Dept of Agriculture Invests $103 Million in Emergency Watershed Projects

April 6, 2016

Agriculture Secretary Tom Vilsack announced that the U.S. Department of Agriculture (USDA) is investing up to $103 million in post-disaster recovery and the rehabilitation of aging dams in 19 states.

"The Emergency Watershed Protection program is vital to communities repairing damage and making improvements to reduce future damage from natural disasters," Vilsack said. "Since 2009, USDA has invested more than $647 million to help local governments restore watersheds and protect communities from the aftermath of devastating natural disasters like Hurricanes Irene and Sandy and fires and flooding in the Southwestern United States."

Funding through USDA's Natural Resources Conservation Service (NRCS), was announced by Assistant Chief Kirk Hanlin at an event in Mother Neff State Park outside Temple, Texas.

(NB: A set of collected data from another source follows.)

//! Restricted boolean expression language for `script` conditions.
//!
//! Operators cover comparisons, substring and regex tests, and the usual
//! boolean combinators over request facets:
//!
//! ```text
//! query.plan == 'gold' && (body.amount > 1000 || header.x-vip)
//! ```
//!
//! Facet references are `query.<key>`, `header.<key>`, `param.<key>`,
//! `body.<dotted.path>`, `method` and `path`; a leading `req.` is accepted
//! and stripped. A bare reference tests presence and truthiness. The
//! language has no loops, no recursion and no host access, so evaluation
//! always terminates.

use crate::evaluator::RequestFacets;
use regex::Regex;
use serde_json::Value;
use thiserror::Error;

#[derive(Debug, Error)]
pub enum ExprError {
    #[error("unexpected character '{0}' at byte {1}")]
    UnexpectedChar(char, usize),

    #[error("unterminated string literal")]
    UnterminatedString,

    #[error("unexpected token '{0}'")]
    UnexpectedToken(String),

    #[error("unexpected end of expression")]
    UnexpectedEnd,

    #[error("invalid regex '{0}': {1}")]
    BadRegex(String, regex::Error),

    #[error("empty expression")]
    Empty,
}

/// Parse and evaluate a predicate against the request.
pub fn eval_predicate(source: &str, facets: &RequestFacets) -> Result<bool, ExprError> {
    let expr = parse(source)?;
    expr.eval(facets)
}

/// Parse a predicate, reporting syntax errors without evaluating.
pub fn parse(source: &str) -> Result<Expr, ExprError> {
    let tokens = tokenize(source)?;
    if tokens.is_empty() {
        return Err(ExprError::Empty);
    }
    let mut parser = Parser { tokens, pos: 0 };
    let expr = parser.or_expr()?;
    match parser.peek() {
        None => Ok(expr),
        Some(tok) => Err(ExprError::UnexpectedToken(format!("{tok:?}"))),
    }
}

#[derive(Debug, Clone, PartialEq)]
enum Token {
    Ident(String),
    Str(String),
    Num(f64),
    LParen,
    RParen,
    And,
    Or,
    Not,
    Eq,
    Ne,
    Gt,
    Ge,
    Lt,
    Le,
    Contains,
    Matches,
    True,
    False,
}

fn tokenize(source: &str) -> Result<Vec<Token>, ExprError> {
    let mut tokens = Vec::new();
    let bytes = source.as_bytes();
    let mut i = 0;

    while i < bytes.len() {
        let c = bytes[i] as char;
        match c {
            ' ' | '\t' | '\n' | '\r' => i += 1,
            '(' => {
                tokens.push(Token::LParen);
                i += 1;
            }
            ')' => {
                tokens.push(Token::RParen);
                i += 1;
            }
            '&' if bytes.get(i + 1) == Some(&b'&') => {
                tokens.push(Token::And);
                i += 2;
            }
            '|' if bytes.get(i + 1) == Some(&b'|') => {
                tokens.push(Token::Or);
                i += 2;
            }
            '=' if bytes.get(i + 1) == Some(&b'=') => {
                tokens.push(Token::Eq);
                i += 2;
            }
            '!' if bytes.get(i + 1) == Some(&b'=') => {
                tokens.push(Token::Ne);
                i += 2;
            }
            '!' => {
                tokens.push(Token::Not);
                i += 1;
            }
            '>' if bytes.get(i + 1) == Some(&b'=') => {
                tokens.push(Token::Ge);
                i += 2;
            }
            '>' => {
                tokens.push(Token::Gt);
                i += 1;
            }
            '<' if bytes.get(i + 1) == Some(&b'=') => {
                tokens.push(Token::Le);
                i += 2;
            }
            '<' => {
                tokens.push(Token::Lt);
                i += 1;
            }
            '\'' | '"' => {
                let quote = c;
                let mut lit = String::new();
                i += 1;
                loop {
                    match source[i..].chars().next() {
                        None => return Err(ExprError::UnterminatedString),
                        Some('\\') => {
                            let Some(escaped) = source[i + 1..].chars().next() else {
                                return Err(ExprError::UnterminatedString);
                            };
                            lit.push(escaped);
                            i += 1 + escaped.len_utf8();
                        }
                        Some(ch) if ch == quote => {
                            i += 1;
                            break;
                        }
                        Some(ch) => {
                            lit.push(ch);
                            i += ch.len_utf8();
                        }
                    }
                }
                tokens.push(Token::Str(lit));
            }
            '0'..='9' => {
                let start = i;
                while i < bytes.len()
                    && ((bytes[i] as char).is_ascii_digit() || bytes[i] == b'.')
                {
                    i += 1;
                }
                let text = &source[start..i];
                let num = text
                    .parse::<f64>()
                    .map_err(|_| ExprError::UnexpectedToken(text.to_string()))?;
                tokens.push(Token::Num(num));
            }
            c if c.is_ascii_alphabetic() || c == '_' => {
                let start = i;
                while i < bytes.len() {
                    let ch = bytes[i] as char;
                    if ch.is_ascii_alphanumeric() || ch == '_' || ch == '.' || ch == '-' {
                        i += 1;
                    } else {
                        break;
                    }
                }
                let word = &source[start..i];
                tokens.push(match word {
                    "contains" => Token::Contains,
                    "matches" => Token::Matches,
                    "true" => Token::True,
                    "false" => Token::False,
                    _ => Token::Ident(word.to_string()),
                });
            }
            other => return Err(ExprError::UnexpectedChar(other, i)),
        }
    }

    Ok(tokens)
}

/// Parsed predicate tree.
#[derive(Debug, Clone)]
pub enum Expr {
    Or(Box<Expr>, Box<Expr>),
    And(Box<Expr>, Box<Expr>),
    Not(Box<Expr>),
    Cmp {
        lhs: Operand,
        op: CmpOp,
        rhs: Operand,
    },
    /// Bare operand: presence-and-truthiness test.
    Truthy(Operand),
}

#[derive(Debug, Clone)]
pub enum Operand {
    /// Facet reference such as `query.plan` or `body.customer.tier`.
    Ref(String),
    Str(String),
    Num(f64),
    Bool(bool),
}

#[derive(Debug, Clone, Copy, PartialEq, Eq)]
pub enum CmpOp {
    Eq,
    Ne,
    Gt,
    Ge,
    Lt,
    Le,
    Contains,
    Matches,
}

struct Parser {
    tokens: Vec<Token>,
    pos: usize,
}

impl Parser {
    fn peek(&self) -> Option<&Token> {
        self.tokens.get(self.pos)
    }

    fn next(&mut self) -> Option<Token> {
        let tok = self.tokens.get(self.pos).cloned();
        if tok.is_some() {
            self.pos += 1;
        }
        tok
    }

    fn or_expr(&mut self) -> Result<Expr, ExprError> {
        let mut lhs = self.and_expr()?;
        while self.peek() == Some(&Token::Or) {
            self.next();
            let rhs = self.and_expr()?;
            lhs = Expr::Or(Box::new(lhs), Box::new(rhs));
        }
        Ok(lhs)
    }

    fn and_expr(&mut self) -> Result<Expr, ExprError> {
        let mut lhs = self.unary_expr()?;
        while self.peek() == Some(&Token::And) {
            self.next();
            let rhs = self.unary_expr()?;
            lhs = Expr::And(Box::new(lhs), Box::new(rhs));
        }
        Ok(lhs)
    }

    fn unary_expr(&mut self) -> Result<Expr, ExprError> {
        if self.peek() == Some(&Token::Not) {
            self.next();
            let inner = self.unary_expr()?;
            return Ok(Expr::Not(Box::new(inner)));
        }
        self.primary_expr()
    }

    fn primary_expr(&mut self) -> Result<Expr, ExprError> {
        if self.peek() == Some(&Token::LParen) {
            self.next();
            let inner = self.or_expr()?;
            match self.next() {
                Some(Token::RParen) => return Ok(inner),
                Some(other) => return Err(ExprError::UnexpectedToken(format!("{other:?}"))),
                None => return Err(ExprError::UnexpectedEnd),
            }
        }

        let lhs = self.operand()?;
        let op = match self.peek() {
            Some(Token::Eq) => CmpOp::Eq,
            Some(Token::Ne) => CmpOp::Ne,
            Some(Token::Gt) => CmpOp::Gt,
            Some(Token::Ge) => CmpOp::Ge,
            Some(Token::Lt) => CmpOp::Lt,
            Some(Token::Le) => CmpOp::Le,
            Some(Token::Contains) => CmpOp::Contains,
            Some(Token::Matches) => CmpOp::Matches,
            _ => return Ok(Expr::Truthy(lhs)),
        };
        self.next();
        let rhs = self.operand()?;
        Ok(Expr::Cmp { lhs, op, rhs })
    }

    fn operand(&mut self) -> Result<Operand, ExprError> {
        match self.next() {
            Some(Token::Ident(name)) => Ok(Operand::Ref(name)),
            Some(Token::Str(s)) => Ok(Operand::Str(s)),
            Some(Token::Num(n)) => Ok(Operand::Num(n)),
            Some(Token::True) => Ok(Operand::Bool(true)),
            Some(Token::False) => Ok(Operand::Bool(false)),
            Some(other) => Err(ExprError::UnexpectedToken(format!("{other:?}"))),
            None => Err(ExprError::UnexpectedEnd),
        }
    }
}

impl Expr {
    fn eval(&self, facets: &RequestFacets) -> Result<bool, ExprError> {
        match self {
            Expr::Or(lhs, rhs) => Ok(lhs.eval(facets)? || rhs.eval(facets)?),
            Expr::And(lhs, rhs) => Ok(lhs.eval(facets)? && rhs.eval(facets)?),
            Expr::Not(inner) => Ok(!inner.eval(facets)?),
            Expr::Truthy(operand) => Ok(truthy(operand.resolve(facets).as_ref())),
            Expr::Cmp { lhs, op, rhs } => {
                let left = lhs.resolve(facets);
                let right = rhs.resolve(facets);
                compare(*op, left, right)
            }
        }
    }
}

impl Operand {
    fn resolve(&self, facets: &RequestFacets) -> Option<Value> {
        match self {
            Operand::Str(s) => Some(Value::String(s.clone())),
            Operand::Num(n) => serde_json::Number::from_f64(*n).map(Value::Number),
            Operand::Bool(b) => Some(Value::Bool(*b)),
            Operand::Ref(name) => resolve_ref(name, facets),
        }
    }
}

fn resolve_ref(name: &str, facets: &RequestFacets) -> Option<Value> {
    let name = name.strip_prefix("req.").unwrap_or(name);

    if name == "method" {
        return Some(Value::String(facets.method.clone()));
    }
    if name == "path" {
        return Some(Value::String(facets.path.clone()));
    }

    let (facet, key) = name.split_once('.')?;
    match facet {
        "query" => facets.query.get(key).cloned().map(Value::String),
        "header" => facets.header(key).map(|v| Value::String(v.to_string())),
        "param" => facets.params.get(key).cloned().map(Value::String),
        "body" => {
            let mut current = facets.body.as_ref()?;
            for part in key.split('.') {
                current = current.get(part)?;
            }
            if current.is_null() {
                None
            } else {
                Some(current.clone())
            }
        }
        _ => None,
    }
}

fn as_number(value: &Value) -> Option<f64> {
    match value {
        Value::Number(n) => n.as_f64(),
        Value::String(s) => s.trim().parse().ok(),
        _ => None,
    }
}

fn as_text(value: &Value) -> String {
    match value {
        Value::String(s) => s.clone(),
        other => other.to_string(),
    }
}

fn truthy(value: Option<&Value>) -> bool {
    match value {
        None | Some(Value::Null) => false,
        Some(Value::Bool(b)) => *b,
        Some(Value::Number(n)) => n.as_f64().map(|f| f != 0.0).unwrap_or(false),
        Some(Value::String(s)) => !s.is_empty() && s != "false" && s != "0",
        Some(_) => true,
    }
}

fn compare(op: CmpOp, left: Option<Value>, right: Option<Value>) -> Result<bool, ExprError> {
    match op {
        CmpOp::Eq | CmpOp::Ne => {
            let equal = match (&left, &right) {
                (Some(l), Some(r)) => match (as_number(l), as_number(r)) {
                    (Some(ln), Some(rn)) => ln == rn,
                    _ => as_text(l) == as_text(r),
                },
                _ => false,
            };
            Ok(if op == CmpOp::Eq { equal } else { !equal })
        }
        CmpOp::Gt | CmpOp::Ge | CmpOp::Lt | CmpOp::Le => {
            let (Some(l), Some(r)) = (
                left.as_ref().and_then(|v| as_number(v)),
                right.as_ref().and_then(|v| as_number(v)),
            ) else {
                return Ok(false);
            };
            Ok(match op {
                CmpOp::Gt => l > r,
                CmpOp::Ge => l >= r,
                CmpOp::Lt => l < r,
                CmpOp::Le => l <= r,
                _ => unreachable!(),
            })
        }
        CmpOp::Contains => {
            let (Some(l), Some(r)) = (left, right) else {
                return Ok(false);
            };
            Ok(as_text(&l).contains(&as_text(&r)))
        }
        CmpOp::Matches => {
            let (Some(l), Some(r)) = (left, right) else {
                return Ok(false);
            };
            let pattern = as_text(&r);
            let re = Regex::new(&pattern).map_err(|e| ExprError::BadRegex(pattern, e))?;
            Ok(re.is_match(&as_text(&l)))
        }
    }
}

In 2015, excessive rains overwhelmed the drainage systems of many communities and threatened, damaged or destroyed culverts, bridges and roads. NRCS will invest more than $21 million to help Texas communities remove debris and stabilize streambanks to better protect drainage canals, utilities and roads from future damage.

Overall, NRCS will invest $93 million in Emergency Watershed Protection (EWP) Program assistance to help state and local governments carry out much needed recovery projects to address damage caused by floods, hurricanes, wildfires and other natural disasters.

Approximately $59 million will be used in recovery projects in some of the hardest hit areas in Texas, Mississippi and Utah.

About $34 million will assist projects in Alabama, Alaska, Arkansas, Colorado, Florida, Indiana, Kansas, Kentucky, Minnesota, Missouri, Ohio, South Carolina, South Dakota, Tennessee, Washington, and Wyoming. A summary of projects by state is available on the EWP website.

The USDA's announcement also includes $10.4 million in Watershed Rehabilitation Program funding to help communities rehabilitate aging dams that protect lives, property and infrastructure like drinking water in rural communities downstream. Of this, $4.8 million will be used in Texas to complete the design and construction of four watershed rehabilitation projects in Ellis and Williamson counties, and $3.7 million will be used in Utah for the construction of a dam project within the cities of Lehi and Highland. About $500,000 will be used to assess up to 25 aging dams nationwide this year.

USDA watershed projects provide an estimated $2.2 billion in benefits annually to local communities nationwide. Since 1948, USDA has helped local governments construct nearly 12,000 dams in 47 states and Puerto Rico to help prevent flooding and erosion damage, provide recreation opportunities, improve water supplies for drinking and irrigation, and create habitat for wildlife.